GIVEN DATA
***
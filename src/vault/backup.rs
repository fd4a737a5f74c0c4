//! Timestamped vault backups.
//!
//! A backup is three sibling files sharing a stem:
//! `vault_backup_<YYYYmmdd_HHMMSS>.json` (encrypted store),
//! `vault_backup_<...>.key` (key material — the master key file, or the salt
//! file for passphrase vaults) and `vault_backup_<...>.meta` (JSON metadata).
//! Entries are counted without decrypting anything.

use std::collections::BTreeMap;
use std::path::{Path, PathBuf};

use chrono::Utc;
use serde::{Deserialize, Serialize};
use tracing::info;

use super::{KEY_FILE, SALT_FILE, VAULT_FILE};
use crate::error::{RaidoError, Result};

/// Metadata written next to every backup.
#[derive(Debug, Clone, Serialize, Deserialize)]
pub struct BackupInfo {
    /// Timestamp used in the backup file names (`YYYYmmdd_HHMMSS`).
    pub timestamp: String,
    /// Crate version that wrote the backup.
    pub version: String,
    /// Number of credentials in the backed-up store.
    pub entries: usize,
    /// Which key material file was captured (`vault.key` or `vault.salt`).
    pub key_file: String,
    /// Backup stem (path without extension), filled in when listing.
    #[serde(skip)]
    pub stem: PathBuf,
}

/// Creates, restores and lists vault backups.
pub struct VaultBackup {
    vault_dir: PathBuf,
    backup_dir: PathBuf,
}

impl VaultBackup {
    pub fn new(vault_dir: PathBuf, backup_dir: PathBuf) -> Self {
        Self {
            vault_dir,
            backup_dir,
        }
    }

    /// Snapshot the live vault. Returns the backup stem.
    pub fn create(&self) -> Result<PathBuf> {
        let store_path = self.vault_dir.join(VAULT_FILE);
        if !store_path.exists() {
            return Err(RaidoError::Vault(format!(
                "Nothing to back up: {} does not exist",
                store_path.display()
            )));
        }
        let key_file = self.live_key_file()?;

        std::fs::create_dir_all(&self.backup_dir)?;
        let timestamp = Utc::now().format("%Y%m%d_%H%M%S").to_string();
        let stem = self.backup_dir.join(format!("vault_backup_{}", timestamp));

        std::fs::copy(&store_path, stem.with_extension("json"))?;
        std::fs::copy(self.vault_dir.join(&key_file), stem.with_extension("key"))?;

        let info = BackupInfo {
            timestamp,
            version: env!("CARGO_PKG_VERSION").to_string(),
            entries: count_entries(&store_path)?,
            key_file,
            stem: stem.clone(),
        };
        std::fs::write(
            stem.with_extension("meta"),
            serde_json::to_string_pretty(&info)?,
        )?;

        info!(stem = %stem.display(), entries = info.entries, "Created vault backup");
        Ok(stem)
    }

    /// Restore a backup over the live vault.
    ///
    /// All three backup files must exist; a partial backup is rejected before
    /// anything is overwritten.
    pub fn restore(&self, stem: &Path) -> Result<()> {
        for ext in ["json", "key", "meta"] {
            if !stem.with_extension(ext).exists() {
                return Err(RaidoError::Vault(format!(
                    "Backup incomplete or corrupt: missing {}",
                    stem.with_extension(ext).display()
                )));
            }
        }

        let info = read_meta(&stem.with_extension("meta"))?;
        std::fs::create_dir_all(&self.vault_dir)?;
        std::fs::copy(stem.with_extension("json"), self.vault_dir.join(VAULT_FILE))?;
        std::fs::copy(
            stem.with_extension("key"),
            self.vault_dir.join(&info.key_file),
        )?;

        info!(stem = %stem.display(), "Restored vault backup");
        Ok(())
    }

    /// All backups in the backup directory, newest first.
    pub fn list(&self) -> Result<Vec<BackupInfo>> {
        if !self.backup_dir.exists() {
            return Ok(Vec::new());
        }
        let mut backups = Vec::new();
        for entry in std::fs::read_dir(&self.backup_dir)? {
            let path = entry?.path();
            if path.extension().and_then(|e| e.to_str()) != Some("meta") {
                continue;
            }
            let mut info = read_meta(&path)?;
            info.stem = path.with_extension("");
            backups.push(info);
        }
        backups.sort_by(|a, b| b.timestamp.cmp(&a.timestamp));
        Ok(backups)
    }

    fn live_key_file(&self) -> Result<String> {
        if self.vault_dir.join(KEY_FILE).exists() {
            Ok(KEY_FILE.to_string())
        } else if self.vault_dir.join(SALT_FILE).exists() {
            Ok(SALT_FILE.to_string())
        } else {
            Err(RaidoError::Vault(
                "No key material to back up (neither vault.key nor vault.salt exists)".into(),
            ))
        }
    }
}

fn count_entries(store_path: &Path) -> Result<usize> {
    let raw = std::fs::read_to_string(store_path)?;
    if raw.trim().is_empty() {
        return Ok(0);
    }
    let entries: BTreeMap<String, String> = serde_json::from_str(&raw)
        .map_err(|e| RaidoError::Vault(format!("Vault store is corrupt: {}", e)))?;
    Ok(entries.len())
}

fn read_meta(path: &Path) -> Result<BackupInfo> {
    let raw = std::fs::read_to_string(path)?;
    serde_json::from_str(&raw)
        .map_err(|e| RaidoError::Vault(format!("Backup metadata is corrupt: {}", e)))
}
***
From the first line through the last, repeat the entries exactly.

filename src/vault/backup.rs
repository fd4a737a5f74c0c4
//! Timestamped vault backups.
//!
//! A backup is three sibling files sharing a stem:
//! `vault_backup_<YYYYmmdd_HHMMSS>.json` (encrypted store),
//! `vault_backup_<...>.key` (key material — the master key file, or the salt
//! file for passphrase vaults) and `vault_backup_<...>.meta` (JSON metadata).
//! Entries are counted without decrypting anything.

use std::collections::BTreeMap;
use std::path::{Path, PathBuf};

use chrono::Utc;
use serde::{Deserialize, Serialize};
use tracing::info;

use super::{KEY_FILE, SALT_FILE, VAULT_FILE};
use crate::error::{RaidoError, Result};

/// Metadata written next to every backup.
#[derive(Debug, Clone, Serialize, Deserialize)]
pub struct BackupInfo {
    /// Timestamp used in the backup file names (`YYYYmmdd_HHMMSS`).
    pub timestamp: String,
    /// Crate version that wrote the backup.
    pub version: String,
    /// Number of credentials in the backed-up store.
    pub entries: usize,
    /// Which key material file was captured (`vault.key` or `vault.salt`).
    pub key_file: String,
    /// Backup stem (path without extension), filled in when listing.
    #[serde(skip)]
    pub stem: PathBuf,
}

/// Creates, restores and lists vault backups.
pub struct VaultBackup {
    vault_dir: PathBuf,
    backup_dir: PathBuf,
}

impl VaultBackup {
    pub fn new(vault_dir: PathBuf, backup_dir: PathBuf) -> Self {
        Self {
            vault_dir,
            backup_dir,
        }
    }

    /// Snapshot the live vault. Returns the backup stem.
    pub fn create(&self) -> Result<PathBuf> {
        let store_path = self.vault_dir.join(VAULT_FILE);
        if !store_path.exists() {
            return Err(RaidoError::Vault(format!(
                "Nothing to back up: {} does not exist",
                store_path.display()
            )));
        }
        let key_file = self.live_key_file()?;

        std::fs::create_dir_all(&self.backup_dir)?;
        let timestamp = Utc::now().format("%Y%m%d_%H%M%S").to_string();
        let stem = self.backup_dir.join(format!("vault_backup_{}", timestamp));

        std::fs::copy(&store_path, stem.with_extension("json"))?;
        std::fs::copy(self.vault_dir.join(&key_file), stem.with_extension("key"))?;

        let info = BackupInfo {
            timestamp,
            version: env!("CARGO_PKG_VERSION").to_string(),
            entries: count_entries(&store_path)?,
            key_file,
            stem: stem.clone(),
        };
        std::fs::write(
            stem.with_extension("meta"),
            serde_json::to_string_pretty(&info)?,
        )?;

        info!(stem = %stem.display(), entries = info.entries, "Created vault backup");
        Ok(stem)
    }

    /// Restore a backup over the live vault.
    ///
    /// All three backup files must exist; a partial backup is rejected before
    /// anything is overwritten.
    pub fn restore(&self, stem: &Path) -> Result<()> {
        for ext in ["json", "key", "meta"] {
            if !stem.with_extension(ext).exists() {
                return Err(RaidoError::Vault(format!(
                    "Backup incomplete or corrupt: missing {}",
                    stem.with_extension(ext).display()
                )));
            }
        }

        let info = read_meta(&stem.with_extension("meta"))?;
        std::fs::create_dir_all(&self.vault_dir)?;
        std::fs::copy(stem.with_extension("json"), self.vault_dir.join(VAULT_FILE))?;
        std::fs::copy(
            stem.with_extension("key"),
            self.vault_dir.join(&info.key_file),
        )?;

        info!(stem = %stem.display(), "Restored vault backup");
        Ok(())
    }

    /// All backups in the backup directory, newest first.
    pub fn list(&self) -> Result<Vec<BackupInfo>> {
        if !self.backup_dir.exists() {
            return Ok(Vec::new());
        }
        let mut backups = Vec::new();
        for entry in std::fs::read_dir(&self.backup_dir)? {
            let path = entry?.path();
            if path.extension().and_then(|e| e.to_str()) != Some("meta") {
                continue;
            }
            let mut info = read_meta(&path)?;
            info.stem = path.with_extension("");
            backups.push(info);
        }
        backups.sort_by(|a, b| b.timestamp.cmp(&a.timestamp));
        Ok(backups)
    }

    fn live_key_file(&self) -> Result<String> {
        if self.vault_dir.join(KEY_FILE).exists() {
            Ok(KEY_FILE.to_string())
        } else if self.vault_dir.join(SALT_FILE).exists() {
            Ok(SALT_FILE.to_string())
        } else {
            Err(RaidoError::Vault(
                "No key material to back up (neither vault.key nor vault.salt exists)".into(),
            ))
        }
    }
}

fn count_entries(store_path: &Path) -> Result<usize> {
    let raw = std::fs::read_to_string(store_path)?;
    if raw.trim().is_empty() {
        return Ok(0);
    }
    let entries: BTreeMap<String, String> = serde_json::from_str(&raw)
        .map_err(|e| RaidoError::Vault(format!("Vault store is corrupt: {}", e)))?;
    Ok(entries.len())
}

fn read_meta(path: &Path) -> Result<BackupInfo> {
    let raw = std::fs::read_to_string(path)?;
    serde_json::from_str(&raw)
        .map_err(|e| RaidoError::Vault(format!("Backup metadata is corrupt: {}", e)))
}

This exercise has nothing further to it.